This Week in History: 2 dead after plane crashes near Delavan
Published 10:00 pm Monday, October 7, 2019
Local
Oct. 7, 1989: A Piper Aztec twin engine airplane sustained $13,000 in damage as a result of a gas heater explosion. The Albert Lea Fire Department was dispatched to the airport to extinguish the resulting fire.
Oct. 9, 1989: A small plane crashed in a bean field near Delavan, killing two people. According to Faribault County Deputy Sheriff Jerry Kabe, the pilot lost control after hitting a power line.

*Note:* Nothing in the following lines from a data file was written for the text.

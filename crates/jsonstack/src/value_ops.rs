//! Coercions between [`Value`] and Rust primitives.
//!
//! Every operator inspects the tag first. Arithmetic yields `None` unless the
//! value is a number, so a mistagged operand can never masquerade as zero or
//! `NaN`. Concatenation treats a non-string value as contributing nothing.
//!
//! ```
//! use jsonstack::Value;
//!
//! let n = Value::from(2.5);
//! assert_eq!(&n * 2.0, Some(5.0));
//! assert_eq!(1.0 - &n, Some(-1.5));
//! assert_eq!(&Value::from("x") + 1.0, None);
//!
//! let s = Value::from("foo");
//! assert_eq!(&s + "bar", "foobar");
//! assert_eq!("bar" + &s, "barfoo");
//! assert!(n == 2.5 && s == "foo");
//! ```
use alloc::string::String;
use core::ops::{Add, Div, Mul, Sub};

use crate::Value;

macro_rules! numeric_ops {
    ( $( $trait:ident :: $method:ident ),* $(,)? ) => {
        $(
            impl $trait<f64> for &Value {
                type Output = Option<f64>;

                fn $method(self, rhs: f64) -> Option<f64> {
                    self.as_f64().map(|lhs| $trait::$method(lhs, rhs))
                }
            }

            impl $trait<&Value> for f64 {
                type Output = Option<f64>;

                fn $method(self, rhs: &Value) -> Option<f64> {
                    rhs.as_f64().map(|rhs| $trait::$method(self, rhs))
                }
            }
        )*
    };
}

numeric_ops!(Add::add, Sub::sub, Mul::mul, Div::div);

impl Add<&str> for &Value {
    type Output = String;

    fn add(self, rhs: &str) -> String {
        let mut out = String::from(self.as_str().unwrap_or_default());
        out.push_str(rhs);
        out
    }
}

impl Add<&Value> for &str {
    type Output = String;

    fn add(self, rhs: &Value) -> String {
        let mut out = String::from(self);
        out.push_str(rhs.as_str().unwrap_or_default());
        out
    }
}

impl PartialEq<f64> for Value {
    #[allow(clippy::float_cmp)]
    fn eq(&self, other: &f64) -> bool {
        self.as_f64().is_some_and(|n| n == *other)
    }
}

impl PartialEq<bool> for Value {
    fn eq(&self, other: &bool) -> bool {
        self.as_bool() == Some(*other)
    }
}

impl PartialEq<str> for Value {
    fn eq(&self, other: &str) -> bool {
        self.as_str() == Some(other)
    }
}

impl PartialEq<&str> for Value {
    fn eq(&self, other: &&str) -> bool {
        self.as_str() == Some(*other)
    }
}

impl PartialEq<String> for Value {
    fn eq(&self, other: &String) -> bool {
        self.as_str() == Some(other.as_str())
    }
}

impl PartialEq<Value> for f64 {
    fn eq(&self, other: &Value) -> bool {
        other == self
    }
}

impl PartialEq<Value> for bool {
    fn eq(&self, other: &Value) -> bool {
        other == self
    }
}

impl PartialEq<Value> for &str {
    fn eq(&self, other: &Value) -> bool {
        other == self
    }
}

impl PartialEq<Value> for String {
    fn eq(&self, other: &Value) -> bool {
        other == self
    }
}

/// An absent value (`None`) equals a null-tagged value; a present one is
/// compared as usual.
///
/// ```
/// use jsonstack::Value;
///
/// assert!(Value::Null == None::<Value>);
/// assert!(Value::from(1.0) == Some(1.0));
/// assert!(Value::new_object() != None::<Value>);
/// ```
impl<T> PartialEq<Option<T>> for Value
where
    Value: PartialEq<T>,
{
    fn eq(&self, other: &Option<T>) -> bool {
        match other {
            None => self.is_null(),
            Some(v) => self == v,
        }
    }
}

Oct. 10, 1989: Eight felony counts were filed against a 12-year-old boy from Northfield after two people were hit by gunfire while traveling down Interstate 35. A man from Austin was shot in the neck, and a woman from Des Moines was struck in the head. The boy told authorities that he had been target shooting.
National
1871: The Great Chicago Fire erupted; fires also broke out in Peshtigo, Wisconsin, and in several communities in Michigan.
1934: Bruno Hauptmann was indicted by a grand jury in New Jersey for murder in the death of the kidnapped son of Charles and Anne Morrow Lindbergh.
1956: Don Larsen pitched the only perfect game in a World Series to date as the New York Yankees beat the Brooklyn Dodgers in Game 5, 2-0.
1997: Scientists reported the Mars Pathfinder had yielded what could be the strongest evidence yet that Mars might once have been hospitable to life.
1998: The House triggered an open-ended impeachment inquiry against President Bill Clinton in a momentous 258-176 vote; 31 Democrats joined majority Republicans in opening the way for nationally televised impeachment hearings.
2002: A federal judge approved President George W. Bush’s request to reopen West Coast ports, ending a 10-day labor lockout that was costing the U.S. economy an estimated $1 to $2 billion a day.
2005: A magnitude 7.6 earthquake flattened villages on the Pakistan-India border, killing an estimated 86,000 people.
2009: An Arizona sweat lodge ceremony turned deadly as some participants became ill and collapsed inside the 415-square-foot structure; three died. The motivational speaker who led the ceremony was convicted in 2011 of three counts of negligent homicide.
2014: Thomas Eric Duncan, a Liberian man who was the first person diagnosed with Ebola in the United States, died at Texas Health Presbyterian Hospital Dallas 10 days after being admitted.
2017: Harvey Weinstein was fired from The Weinstein Company amid allegations that he was responsible for decades of sexual harassment against actresses and employees.
— Information gathered from Albert Lea Tribune and Associated Press.